Toma de decisiones y asamblearismo

Muchas veces confundimos las asambleas, con el principio de horizontalidad. Las asambleas es una forma más de toma de decisiones y por ello esta por si sola no tiene que garantizar la horizontalidad que sería el principio a seguir, aquel que permite la participación general del grupo en la toma de decisiones.

Podríamos entrar en muchos roles que se toman en las asambleas que hacen adquirir posiciones de privilegio que determinan el resultado de estas, de lo difícil que nos es muchas veces asistir a estas por los “horarios”, la burocracia de las mismas o las responsabilidades que derivan de estas. Pero me gustaría hacer un pequeña reflexión sobre la toma de decisiones y la representatividad.

La mayor parte de las asambleas funcionan por medio del consenso en la toma de decisiones, este es un buen método ya que obviando algunos puntos que he nombrado antes que pueden hacer que este no sea tal, en un principio garantiza que se representen todas las voces que hay, participan de esta en la toma de decisiones. Aunque algunas veces nos encontramos con un relación de mayorías/minorías que supone un problema en la toma de decisiones, y esto puede imposibilitar que la toma de decisiones sea justa.

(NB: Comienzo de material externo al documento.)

use thiserror::Error;

/// Errors from embedding text into vectors.
#[derive(Debug, Error)]
pub enum EmbedError {
    #[error("embedding model unavailable: {0}")]
    ModelUnavailable(String),
}

/// Errors from vector index operations (used by the flat index in
/// lodestone-infra).
#[derive(Debug, Error)]
pub enum StoreError {
    #[error("vector dimension mismatch: expected {expected}, got {actual}")]
    DimensionMismatch { expected: usize, actual: usize },

    #[error("vector/metadata length mismatch: {vectors} vectors, {metadata} metadata records")]
    LengthMismatch { vectors: usize, metadata: usize },

    #[error("corrupt store: {0}")]
    Corrupt(String),

    #[error("io error: {0}")]
    Io(#[from] std::io::Error),

    #[error("metadata serialization error: {0}")]
    Serialize(#[from] serde_json::Error),
}

/// Errors from query-time retrieval.
#[derive(Debug, Error)]
pub enum RetrieveError {
    #[error("index not built; run ingestion first")]
    IndexNotBuilt,

    #[error(transparent)]
    Embed(#[from] EmbedError),

    #[error(transparent)]
    Store(#[from] StoreError),
}

/// Errors from the catalog ingest pipeline.
#[derive(Debug, Error)]
pub enum IngestError {
    #[error("cannot read catalog source '{path}': {reason}")]
    Source { path: String, reason: String },

    #[error(transparent)]
    Embed(#[from] EmbedError),

    #[error(transparent)]
    Store(#[from] StoreError),
}

#[cfg(test)]
mod tests {
    use super::*;

    #[test]
    fn test_embed_error_display() {
        let err = EmbedError::ModelUnavailable("onnx session failed".to_string());
        assert_eq!(
            err.to_string(),
            "embedding model unavailable: onnx session failed"
        );
    }

    #[test]
    fn test_store_error_display() {
        let err = StoreError::DimensionMismatch {
            expected: 384,
            actual: 128,
        };
        assert!(err.to_string().contains("384"));
        assert!(err.to_string().contains("128"));

        let err = StoreError::Corrupt("missing artifact".to_string());
        assert_eq!(err.to_string(), "corrupt store: missing artifact");
    }

    #[test]
    fn test_retrieve_error_wraps_embed_error() {
        let err = RetrieveError::from(EmbedError::ModelUnavailable("gone".to_string()));
        assert!(err.to_string().contains("gone"));
    }

    #[test]
    fn test_ingest_error_display() {
        let err = IngestError::Source {
            path: "catalog.csv".to_string(),
            reason: "No such file or directory".to_string(),
        };
        assert!(err.to_string().contains("catalog.csv"));
    }
}
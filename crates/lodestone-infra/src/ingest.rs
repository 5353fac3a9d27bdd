//! Catalog ingest pipeline: CSV rows to a persisted flat index.
//!
//! Reads a tabular catalog export, normalizes the list-valued and
//! currency-valued fields, builds the composite embedding text per row,
//! batch-encodes every row, and persists the populated index.
//!
//! Field-level noise degrades to absent/empty and ingestion continues; a
//! missing or unreadable source aborts the whole pipeline.

use std::path::Path;

use lodestone_core::coerce::is_null_token;
use lodestone_core::embedder::Embedder;
use lodestone_core::text::product_text;
use lodestone_types::error::IngestError;
use lodestone_types::product::Metadata;

use crate::flat::FlatIndex;

/// Columns whose cells hold an encoded list of strings.
const LIST_FIELDS: [&str; 2] = ["categories", "images"];

/// Summary of one completed ingest pass.
#[derive(Debug, Clone)]
pub struct IngestReport {
    pub rows: usize,
    pub dimension: usize,
}

/// Parse a list-encoded cell.
///
/// Tries a literal sequence first: a JSON array, or a Python-style
/// bracketed list with single quotes. Falls back to splitting on commas
/// with whitespace trimmed and empty pieces discarded. A missing or
/// null-token cell yields an empty list.
pub fn parse_list(cell: &str) -> Vec<String> {
    let s = cell.trim();
    if s.is_empty() || is_null_token(s) {
        return Vec::new();
    }

    if let Ok(items) = serde_json::from_str::<Vec<String>>(s) {
        return items
            .iter()
            .map(|item| item.trim().to_string())
            .filter(|item| !item.is_empty())
            .collect();
    }

    let inner = if s.starts_with('[') && s.ends_with(']') {
        &s[1..s.len() - 1]
    } else {
        s
    };

    inner
        .split(',')
        .map(|piece| piece.trim().trim_matches(|c| c == '\'' || c == '"').trim())
        .filter(|piece| !piece.is_empty())
        .map(str::to_string)
        .collect()
}

/// Parse a price cell leniently.
///
/// Strips currency symbols and thousands separators before parsing. A
/// dash-joined range averages its bounds ("₹1,299–₹1,499" -> 1399.0).
/// Unparsable or missing values yield `None` -- never zero, never an
/// error.
pub fn parse_price(cell: &str) -> Option<f64> {
    let s = cell.trim();
    if s.is_empty() || is_null_token(s) {
        return None;
    }

    let cleaned: String = s
        .chars()
        .filter(|c| c.is_ascii_digit() || matches!(c, '.' | '-' | '–' | '—'))
        .collect();

    let bounds: Vec<f64> = cleaned
        .split(['-', '–', '—'])
        .filter(|piece| !piece.is_empty())
        .map(str::parse)
        .collect::<Result<_, _>>()
        .ok()?;

    match bounds.as_slice() {
        [] => None,
        [value] => Some(*value),
        values => Some(values.iter().sum::<f64>() / values.len() as f64),
    }
}

/// Normalize one raw row in place: list fields become JSON arrays, the
/// price field becomes a number or an explicit null.
pub fn normalize_row(row: &mut Metadata) {
    for field in LIST_FIELDS {
        let parsed = match row.get(field) {
            Some(serde_json::Value::String(cell)) => Some(parse_list(cell)),
            _ => None,
        };
        if let Some(parsed) = parsed {
            row.insert(field.to_string(), serde_json::json!(parsed));
        }
    }

    let price = match row.get("price") {
        Some(serde_json::Value::String(cell)) => Some(parse_price(cell)),
        _ => None,
    };
    if let Some(price) = price {
        row.insert("price".to_string(), serde_json::json!(price));
    }
}

/// Load and normalize every row of a catalog CSV.
///
/// Every cell is preserved as a string under its column header (unknown
/// columns stay opaque), then the known list/price fields are normalized.
/// A row the CSV reader cannot decode is skipped with a warning; an
/// unreadable source aborts with [`IngestError::Source`].
pub fn load_rows(path: &Path) -> Result<Vec<Metadata>, IngestError> {
    let source_err = |reason: String| IngestError::Source {
        path: path.display().to_string(),
        reason,
    };

    let mut reader = csv::ReaderBuilder::new()
        .flexible(true)
        .from_path(path)
        .map_err(|e| source_err(e.to_string()))?;

    let headers = reader
        .headers()
        .map_err(|e| source_err(e.to_string()))?
        .clone();

    let mut rows = Vec::new();
    for (line, record) in reader.records().enumerate() {
        let record = match record {
            Ok(record) => record,
            Err(e) => {
                tracing::warn!(line, error = %e, "skipping undecodable catalog row");
                continue;
            }
        };

        let mut row = Metadata::new();
        for (header, cell) in headers.iter().zip(record.iter()) {
            row.insert(header.to_string(), serde_json::json!(cell));
        }
        normalize_row(&mut row);
        rows.push(row);
    }

    tracing::info!(rows = rows.len(), path = %path.display(), "loaded catalog rows");
    Ok(rows)
}

/// Run the full ingest pass: load, normalize, embed, populate, persist.
pub async fn build_index<E: Embedder>(
    csv_path: &Path,
    out_base: &Path,
    embedder: &E,
) -> Result<IngestReport, IngestError> {
    let rows = load_rows(csv_path)?;
    let texts: Vec<String> = rows.iter().map(product_text).collect();

    let vectors = embedder.embed(&texts).await?;

    let mut index = FlatIndex::new(embedder.dimension());
    index.add(vectors, rows)?;
    index.save(out_base)?;

    tracing::info!(
        rows = index.len(),
        dimension = index.dimension(),
        base = %out_base.display(),
        "built catalog index"
    );
    Ok(IngestReport {
        rows: index.len(),
        dimension: index.dimension(),
    })
}

#[cfg(test)]
mod tests {
    use super::*;
    use lodestone_types::error::EmbedError;
    use serde_json::json;
    use std::io::Write;

    /// Deterministic stand-in encoder: hashes each text into a seed and
    /// emits a unit-normalized vector, so identical texts embed equally.
    struct StubEncoder {
        dimension: usize,
    }

    impl Embedder for StubEncoder {
        async fn embed(&self, texts: &[String]) -> Result<Vec<Vec<f32>>, EmbedError> {
            Ok(texts
                .iter()
                .map(|text| {
                    let seed = text.bytes().map(u32::from).sum::<u32>() as f32;
                    let mut vec: Vec<f32> = (0..self.dimension)
                        .map(|i| ((i as f32 + seed) * 0.37).sin())
                        .collect();
                    let norm: f32 = vec.iter().map(|v| v * v).sum::<f32>().sqrt();
                    for v in vec.iter_mut() {
                        *v /= norm;
                    }
                    vec
                })
                .collect())
        }

        fn model_name(&self) -> &str {
            "stub"
        }

        fn dimension(&self) -> usize {
            self.dimension
        }
    }

    fn write_csv(dir: &Path, contents: &str) -> std::path::PathBuf {
        let path = dir.join("catalog.csv");
        let mut file = std::fs::File::create(&path).unwrap();
        file.write_all(contents.as_bytes()).unwrap();
        path
    }

    #[test]
    fn test_parse_list_literal_sequence() {
        assert_eq!(parse_list("['a', 'b']"), vec!["a", "b"]);
        assert_eq!(parse_list(r#"["Furniture", "Office"]"#), vec!["Furniture", "Office"]);
    }

    #[test]
    fn test_parse_list_comma_fallback() {
        assert_eq!(parse_list("a, b"), vec!["a", "b"]);
        assert_eq!(parse_list("a,,b , "), vec!["a", "b"]);
    }

    #[test]
    fn test_parse_list_empty_and_null_tokens() {
        assert!(parse_list("").is_empty());
        assert!(parse_list("   ").is_empty());
        assert!(parse_list("nan").is_empty());
        assert!(parse_list("[]").is_empty());
    }

    #[test]
    fn test_parse_price_plain_and_symbols() {
        assert_eq!(parse_price("59.99"), Some(59.99));
        assert_eq!(parse_price("$59.99"), Some(59.99));
        assert_eq!(parse_price("$1,299.00"), Some(1299.0));
    }

    #[test]
    fn test_parse_price_range_averages_bounds() {
        assert_eq!(parse_price("₹1,299–₹1,499"), Some(1399.0));
        assert_eq!(parse_price("$10 - $20"), Some(15.0));
    }

    #[test]
    fn test_parse_price_unparsable_is_absent() {
        assert_eq!(parse_price(""), None);
        assert_eq!(parse_price("nan"), None);
        assert_eq!(parse_price("call for price"), None);
        assert_eq!(parse_price("1.2.3"), None);
    }

    #[test]
    fn test_normalize_row_rewrites_known_fields() {
        let mut row = Metadata::new();
        row.insert("categories".to_string(), json!("['Home', 'Decor']"));
        row.insert("images".to_string(), json!(""));
        row.insert("price".to_string(), json!("$1,299–$1,499"));
        row.insert("sku".to_string(), json!("L-204"));

        normalize_row(&mut row);

        assert_eq!(row["categories"], json!(["Home", "Decor"]));
        assert_eq!(row["images"], json!([]));
        assert_eq!(row["price"], json!(1399.0));
        // Unknown columns stay opaque.
        assert_eq!(row["sku"], json!("L-204"));
    }

    #[test]
    fn test_normalize_row_bad_price_is_null() {
        let mut row = Metadata::new();
        row.insert("price".to_string(), json!("contact us"));
        normalize_row(&mut row);
        assert_eq!(row["price"], serde_json::Value::Null);
    }

    #[test]
    fn test_load_rows_preserves_unknown_columns() {
        let temp_dir = tempfile::tempdir().expect("Failed to create temp dir");
        let path = write_csv(
            temp_dir.path(),
            "title,brand,categories,price,warranty\n\
             Oak shelf,Sauder,\"['Furniture', 'Storage']\",$129.99,2 years\n\
             Desk lamp,,\"a, b\",nan,\n",
        );

        let rows = load_rows(&path).unwrap();
        assert_eq!(rows.len(), 2);
        assert_eq!(rows[0]["title"], json!("Oak shelf"));
        assert_eq!(rows[0]["categories"], json!(["Furniture", "Storage"]));
        assert_eq!(rows[0]["price"], json!(129.99));
        assert_eq!(rows[0]["warranty"], json!("2 years"));
        assert_eq!(rows[1]["categories"], json!(["a", "b"]));
        assert_eq!(rows[1]["price"], serde_json::Value::Null);
    }

    #[test]
    fn test_load_rows_missing_source_aborts() {
        let result = load_rows(Path::new("/nonexistent/catalog.csv"));
        assert!(matches!(result, Err(IngestError::Source { .. })));
    }

    #[tokio::test]
    async fn test_build_index_persists_aligned_artifacts() {
        let temp_dir = tempfile::tempdir().expect("Failed to create temp dir");
        let path = write_csv(
            temp_dir.path(),
            "uniq_id,title,brand,categories,price\n\
             A1,Oak shelf,Sauder,\"['Furniture']\",$129.99\n\
             A2,Desk lamp,Luxo,\"['Lighting']\",$39.50\n\
             A3,Ceramic mug,,,\n",
        );
        let base = temp_dir.path().join("catalog");
        let encoder = StubEncoder { dimension: 16 };

        let report = build_index(&path, &base, &encoder).await.unwrap();
        assert_eq!(report.rows, 3);
        assert_eq!(report.dimension, 16);

        let index = FlatIndex::load(&base, 16).unwrap();
        assert_eq!(index.len(), 3);
        assert_eq!(index.metadata(0).unwrap()["uniq_id"], json!("A1"));
        assert_eq!(index.metadata(2).unwrap()["title"], json!("Ceramic mug"));
    }
}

Quiero decir que en momentos que la mayor parte de una asamblea cree que hay consenso en un tema, una parte pequeña de la misma rechaza el mismo en forma de veto, para intentar imponerse a la mayoría o bloquear el acuerdo. Aquí podemos apreciar un claro ejemplo donde el consenso no es la mejor forma de garantizar la horizontalidad. En estos momentos me planteo que posiblemente el voto sea la forma más justa de garantizar este principio ya que no permite que la minoría bloquee el acuerdo o imponga su postura.

Me gustaría profundizar más en este tema con tiempo, pero tenía la necesidad de soltar esto.